Collected data entries:
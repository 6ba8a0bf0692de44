use core::fmt;
use std::sync::Arc;

use autopartial_core::{ArgVals, Args, BindError};
use tracing::trace;

type Target<R> = dyn Fn(ArgVals) -> R + Send + Sync;

/// A function
/// that can be called with placeholders
/// to defer the call.
///
/// Calling with no placeholders
/// calls the function.
/// Calling with any placeholder
/// returns a new `AutoPartial`
/// that fills the placeholders
/// from the arguments of its own call.
///
/// Cloning is cheap.
pub struct AutoPartial<R> {
    inner: Inner<R>,
    name: Option<&'static str>,
    doc: Option<&'static str>,
}

enum Inner<R> {
    Target(Arc<Target<R>>),
    Pending(Arc<PendingCall<R>>),
}

/// A call waiting on values for its placeholders.
pub struct PendingCall<R> {
    target: AutoPartial<R>,
    args: Args,
}

/// The result of calling an [`AutoPartial`].
#[derive(Debug)]
pub enum Called<R> {
    /// The function ran and returned this.
    Done(R),
    /// The call had placeholders.
    Partial(AutoPartial<R>),
}

/// Wrap `f` for partial application.
pub fn wrap<R, F>(f: F) -> AutoPartial<R>
where
    F: Fn(ArgVals) -> R + Send + Sync + 'static,
{
    AutoPartial::new(f)
}

/// Wrap `f` for partial application,
/// keeping `name` for introspection.
pub fn wrap_named<R, F>(name: &'static str, f: F) -> AutoPartial<R>
where
    F: Fn(ArgVals) -> R + Send + Sync + 'static,
{
    AutoPartial::named(name, f)
}

impl<R> AutoPartial<R> {
    pub fn new<F>(f: F) -> Self
    where
        F: Fn(ArgVals) -> R + Send + Sync + 'static,
    {
        AutoPartial {
            inner: Inner::Target(Arc::new(f)),
            name: None,
            doc: None,
        }
    }

    pub fn named<F>(name: &'static str, f: F) -> Self
    where
        F: Fn(ArgVals) -> R + Send + Sync + 'static,
    {
        AutoPartial {
            name: Some(name),
            ..Self::new(f)
        }
    }

    pub fn with_doc(mut self, doc: &'static str) -> Self {
        self.doc = Some(doc);
        self
    }

    /// Name of the wrapped function.
    ///
    /// Deferred calls have no name.
    pub fn name(&self) -> Option<&'static str> {
        self.name
    }

    pub fn doc(&self) -> Option<&'static str> {
        self.doc
    }

    pub fn is_pending(&self) -> bool {
        matches!(self.inner, Inner::Pending(_))
    }

    pub fn pending(&self) -> Option<&PendingCall<R>> {
        match &self.inner {
            Inner::Target(_) => None,
            Inner::Pending(pending) => Some(pending),
        }
    }

    /// Call with `args`.
    ///
    /// If `args` has no placeholders,
    /// the call runs now.
    /// Otherwise,
    /// the call waits
    /// and a new `AutoPartial` is returned.
    ///
    /// An error is only possible
    /// when this is a deferred call
    /// and `args` lacks a value for one of its placeholders.
    pub fn call(&self, args: Args) -> Result<Called<R>, BindError> {
        match args.into_concrete() {
            Ok(vals) => self.dispatch(vals).map(Called::Done),
            Err(args) => {
                trace!(
                    function = self.name,
                    placeholders = args.placeholders().count(),
                    "deferring call"
                );
                Ok(Called::Partial(AutoPartial {
                    inner: Inner::Pending(Arc::new(PendingCall {
                        target: self.clone(),
                        args,
                    })),
                    name: None,
                    doc: None,
                }))
            }
        }
    }

    fn dispatch(&self, vals: ArgVals) -> Result<R, BindError> {
        match &self.inner {
            Inner::Target(f) => Ok(f(vals)),
            Inner::Pending(pending) => pending.run(vals),
        }
    }
}

impl<R> Clone for AutoPartial<R> {
    fn clone(&self) -> Self {
        AutoPartial {
            inner: match &self.inner {
                Inner::Target(f) => Inner::Target(Arc::clone(f)),
                Inner::Pending(pending) => Inner::Pending(Arc::clone(pending)),
            },
            name: self.name,
            doc: self.doc,
        }
    }
}

impl<R> fmt::Debug for AutoPartial<R> {
    fn fmt(&self, f: &mut fmt::Formatter<'_>) -> fmt::Result {
        f.debug_struct("AutoPartial")
            .field("name", &self.name)
            .field("pending", &self.pending())
            .finish()
    }
}

impl<R> fmt::Display for AutoPartial<R> {
    fn fmt(&self, f: &mut fmt::Formatter<'_>) -> fmt::Result {
        match &self.inner {
            Inner::Target(_) => write!(f, "{}", self.name.unwrap_or("<anonymous>")),
            Inner::Pending(pending) => write!(f, "{pending}"),
        }
    }
}

impl<R> PendingCall<R> {
    /// Callable receiving the arguments
    /// once placeholders are filled.
    pub fn target(&self) -> &AutoPartial<R> {
        &self.target
    }

    pub fn args(&self) -> &Args {
        &self.args
    }

    /// Fill placeholders from `vals`
    /// and call the target.
    pub fn run(&self, vals: ArgVals) -> Result<R, BindError> {
        let bindings = vals.into_bindings();
        let resolved = self.args.resolve(&bindings)?;
        trace!(bound = bindings.len(), "resolved pending call");
        self.target.dispatch(resolved)
    }
}

impl<R> fmt::Debug for PendingCall<R> {
    fn fmt(&self, f: &mut fmt::Formatter<'_>) -> fmt::Result {
        f.debug_struct("PendingCall")
            .field("target", &self.target)
            .field("args", &self.args)
            .finish()
    }
}

impl<R> fmt::Display for PendingCall<R> {
    fn fmt(&self, f: &mut fmt::Formatter<'_>) -> fmt::Result {
        write!(f, "{}({})", self.target, self.args)
    }
}

impl<R> Called<R> {
    pub fn is_partial(&self) -> bool {
        matches!(self, Called::Partial(_))
    }

    pub fn done(self) -> Option<R> {
        match self {
            Called::Done(x) => Some(x),
            Called::Partial(_) => None,
        }
    }

    pub fn partial(self) -> Option<AutoPartial<R>> {
        match self {
            Called::Done(_) => None,
            Called::Partial(f) => Some(f),
        }
    }

    /// Apply `f` to the result
    /// if the function ran.
    pub fn map_done<T, F>(self, f: F) -> Result<T, AutoPartial<R>>
    where
        F: FnOnce(R) -> T,
    {
        match self {
            Called::Done(x) => Ok(f(x)),
            Called::Partial(partial) => Err(partial),
        }
    }
}

#[cfg(test)]
mod tests {
    use std::{
        collections::BTreeMap,
        sync::atomic::{AtomicUsize, Ordering},
    };

    use autopartial_core::{args, kw, GetErr, Key, Name, P0, P1};
    use proptest::prelude::*;
    use test_strategy::proptest;

    use super::*;

    type Raw = Result<(Vec<i32>, BTreeMap<Name, i32>), GetErr>;

    fn raw() -> AutoPartial<Raw> {
        wrap(|vals: ArgVals| vals.into_typed::<i32>())
    }

    fn power() -> AutoPartial<Result<i32, GetErr>> {
        wrap_named("power", |vals: ArgVals| -> Result<i32, GetErr> {
            let base = vals.positional::<i32>(0)?;
            let exponent = vals.positional::<i32>(1)?;
            Ok(base.pow(*exponent as u32))
        })
    }

    fn expected(positional: &[i32], keyword: &[(&'static str, i32)]) -> Raw {
        Ok((
            positional.to_vec(),
            keyword
                .iter()
                .map(|(name, x)| (Name::from(*name), *x))
                .collect(),
        ))
    }

    fn done<R>(f: &AutoPartial<R>, args: Args) -> R {
        f.call(args).unwrap().done().unwrap()
    }

    fn partial<R>(f: &AutoPartial<R>, args: Args) -> AutoPartial<R> {
        f.call(args).unwrap().partial().unwrap()
    }

    #[proptest]
    fn call_without_placeholders_should_call_function(a: i32, b: i32, c: i32) {
        prop_assert_eq!(
            done(&raw(), args![a, b; c = c]),
            (|vals: ArgVals| vals.into_typed::<i32>())(args![a, b; c = c].into_concrete().unwrap())
        );
    }

    #[test]
    fn normal_call_should_return_arguments() {
        assert_eq!(
            done(&raw(), args![1, 2; a = 3, b = 4]),
            expected(&[1, 2], &[("a", 3), ("b", 4)])
        );
    }

    #[test]
    fn call_with_placeholder_should_return_function() {
        assert!(raw().call(args![P0, 2; a = 3, b = 4]).unwrap().is_partial());
        assert!(raw().call(args![1, 2; a = P0, b = 4]).unwrap().is_partial());
    }

    #[test]
    fn arg_to_arg() {
        let nf = partial(&raw(), args![1, P0; a = 3, b = 4]);
        assert_eq!(done(&nf, args![145]), expected(&[1, 145], &[("a", 3), ("b", 4)]));
    }

    #[test]
    fn arg_to_kwarg() {
        let nf = partial(&raw(), args![1, 2; a = 3, b = P0]);
        assert_eq!(done(&nf, args![145]), expected(&[1, 2], &[("a", 3), ("b", 145)]));
    }

    #[test]
    fn kwarg_to_kwarg() {
        let nf = partial(&raw(), args![1, 2; a = 3, b = kw("q")]);
        assert_eq!(
            done(&nf, args![; q = 145]),
            expected(&[1, 2], &[("a", 3), ("b", 145)])
        );
    }

    #[test]
    fn kwarg_to_arg() {
        let nf = partial(&raw(), args![kw("d"), 2; a = 3, b = 4]);
        assert_eq!(
            done(&nf, args![; d = 145]),
            expected(&[145, 2], &[("a", 3), ("b", 4)])
        );
    }

    #[test]
    fn multiple_args() {
        let nf = partial(&raw(), args![kw("s"), P1, 3; a = P0, b = 4]);
        assert_eq!(
            done(&nf, args![145, 543; s = 444]),
            expected(&[444, 543, 3], &[("a", 145), ("b", 4)])
        );
    }

    #[test]
    fn same_arg_reused() {
        let nf = partial(&raw(), args![P0, 2; a = P0, b = P0]);
        assert_eq!(
            done(&nf, args![145]),
            expected(&[145, 2], &[("a", 145), ("b", 145)])
        );
    }

    #[test]
    fn chain_partials() {
        let nf = partial(&raw(), args![P0, 2; a = P1, b = 4]);
        let nnf = partial(&nf, args![P0, 3]);
        assert_eq!(done(&nnf, args![145]), expected(&[145, 2], &[("a", 3), ("b", 4)]));
    }

    #[test]
    fn power_should_rebind_positions_and_keywords() {
        let power = power();
        assert_eq!(done(&power, args![3, 2]), Ok(9));

        let square = partial(&power, args![P0, 2]);
        assert_eq!(done(&square, args![3]), Ok(9));

        let verbose_power = partial(&power, args![kw("base"), kw("exponent")]);
        assert_eq!(done(&verbose_power, args![; base = 3, exponent = 2]), Ok(9));

        let power_again = partial(&verbose_power, args![; base = P0, exponent = P1]);
        assert_eq!(done(&power_again, args![3, 2]), Ok(9));
    }

    #[test]
    fn missing_binding_should_fail() {
        let nf = partial(&raw(), args![1, 2; a = 3, b = kw("q")]);
        assert_eq!(
            nf.call(args![; r = 145]).unwrap_err(),
            BindError::Missing(Key::name("q"))
        );
        let nf = partial(&raw(), args![P1]);
        assert_eq!(
            nf.call(args![145]).unwrap_err(),
            BindError::Missing(Key::Position(1))
        );
    }

    #[test]
    fn missing_binding_should_fail_through_chain() {
        let nf = partial(&raw(), args![kw("q")]);
        let nnf = partial(&nf, args![; r = P0]);
        assert_eq!(
            nnf.call(args![1]).unwrap_err(),
            BindError::Missing(Key::name("q"))
        );
    }

    #[test]
    fn function_errors_should_pass_through_unchanged() {
        let power = power();
        assert_eq!(
            done(&power, args![3]),
            Err(GetErr::Missing(Key::Position(1)))
        );
        let square = partial(&power, args![P0, 2]);
        assert_eq!(
            done(&square, args![3.0]),
            Err(GetErr::WrongType {
                key: Key::Position(0),
                ty: "i32"
            })
        );
    }

    #[test]
    fn extra_bindings_should_be_ignored() {
        let nf = partial(&raw(), args![P0]);
        assert_eq!(done(&nf, args![1, 2; z = 3]), expected(&[1], &[]));
    }

    #[test]
    fn partial_call_should_not_run_function() {
        let count = Arc::new(AtomicUsize::new(0));
        let f = {
            let count = Arc::clone(&count);
            wrap(move |vals: ArgVals| {
                count.fetch_add(1, Ordering::SeqCst);
                vals.len_positional()
            })
        };
        let nf = partial(&f, args![P0, P1, 3]);
        let nnf = partial(&nf, args![P1, P0]);
        assert_eq!(count.load(Ordering::SeqCst), 0);
        assert_eq!(done(&nnf, args![1, 2]), 3);
        assert_eq!(done(&nnf, args![1, 2]), 3);
        assert_eq!(count.load(Ordering::SeqCst), 2);
    }

    #[test]
    fn deferred_calls_should_not_change_captured_arguments() {
        let nf = partial(&raw(), args![P0; a = P0]);
        assert_eq!(done(&nf, args![1]), expected(&[1], &[("a", 1)]));
        assert_eq!(done(&nf, args![2]), expected(&[2], &[("a", 2)]));
        assert_eq!(nf.pending().unwrap().args().required_keys().len(), 1);
    }

    #[test]
    fn deferred_calls_should_be_callable_from_many_threads() {
        let nf = partial(&power(), args![P0, 2]);
        std::thread::scope(|s| {
            let handles = (0..8)
                .map(|x| {
                    let nf = nf.clone();
                    s.spawn(move || done(&nf, args![x]))
                })
                .collect::<Vec<_>>();
            for (x, handle) in handles.into_iter().enumerate() {
                assert_eq!(handle.join().unwrap(), Ok((x as i32).pow(2)));
            }
        });
    }

    #[test]
    fn only_outermost_should_keep_name_and_doc() {
        let power = power().with_doc("Raise a number to a power.");
        assert_eq!(power.name(), Some("power"));
        assert_eq!(power.doc(), Some("Raise a number to a power."));
        assert!(!power.is_pending());

        let square = partial(&power, args![P0, 2]);
        assert_eq!(square.name(), None);
        assert_eq!(square.doc(), None);
        assert!(square.is_pending());
        assert_eq!(square.pending().unwrap().target().name(), Some("power"));
    }

    #[test]
    fn display_should_show_pending_calls() {
        let power = power();
        assert_eq!(power.to_string(), "power");
        let verbose_power = partial(&power, args![kw("base"), kw("exponent")]);
        assert_eq!(verbose_power.to_string(), "power({base}, {exponent})");
        let power_again = partial(&verbose_power, args![; base = P0, exponent = P1]);
        assert_eq!(
            power_again.to_string(),
            "power({base}, {exponent})(base = {0}, exponent = {1})"
        );
        assert_eq!(raw().to_string(), "<anonymous>");
    }

    #[test]
    fn map_done_should_return_partial_unchanged() {
        assert_eq!(
            power()
                .call(args![2, 3])
                .unwrap()
                .map_done(|x| x.map(|x| x + 1))
                .ok(),
            Some(Ok(9))
        );
        assert!(power().call(args![P0, 3]).unwrap().map_done(|_| ()).is_err());
    }

    #[test]
    fn auto_partial_should_be_send_and_sync() {
        fn assert_send_sync<T: Send + Sync>() {}
        assert_send_sync::<AutoPartial<i32>>();
        assert_send_sync::<Called<Raw>>();
    }
}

TASK DIRECTIONS - Reproduce, character for character, only the lines of the preceding data that start at the line with "let nf = partial(&raw(), args![P0, 2; a = P1, b" and end at the line with "assert_eq!(done(&square, args![3]), Ok(9));", both included.

TASK SOLUTION -
        let nf = partial(&raw(), args![P0, 2; a = P1, b = 4]);
        let nnf = partial(&nf, args![P0, 3]);
        assert_eq!(done(&nnf, args![145]), expected(&[145, 2], &[("a", 3), ("b", 4)]));
    }

    #[test]
    fn power_should_rebind_positions_and_keywords() {
        let power = power();
        assert_eq!(done(&power, args![3, 2]), Ok(9));

        let square = partial(&power, args![P0, 2]);
        assert_eq!(done(&square, args![3]), Ok(9));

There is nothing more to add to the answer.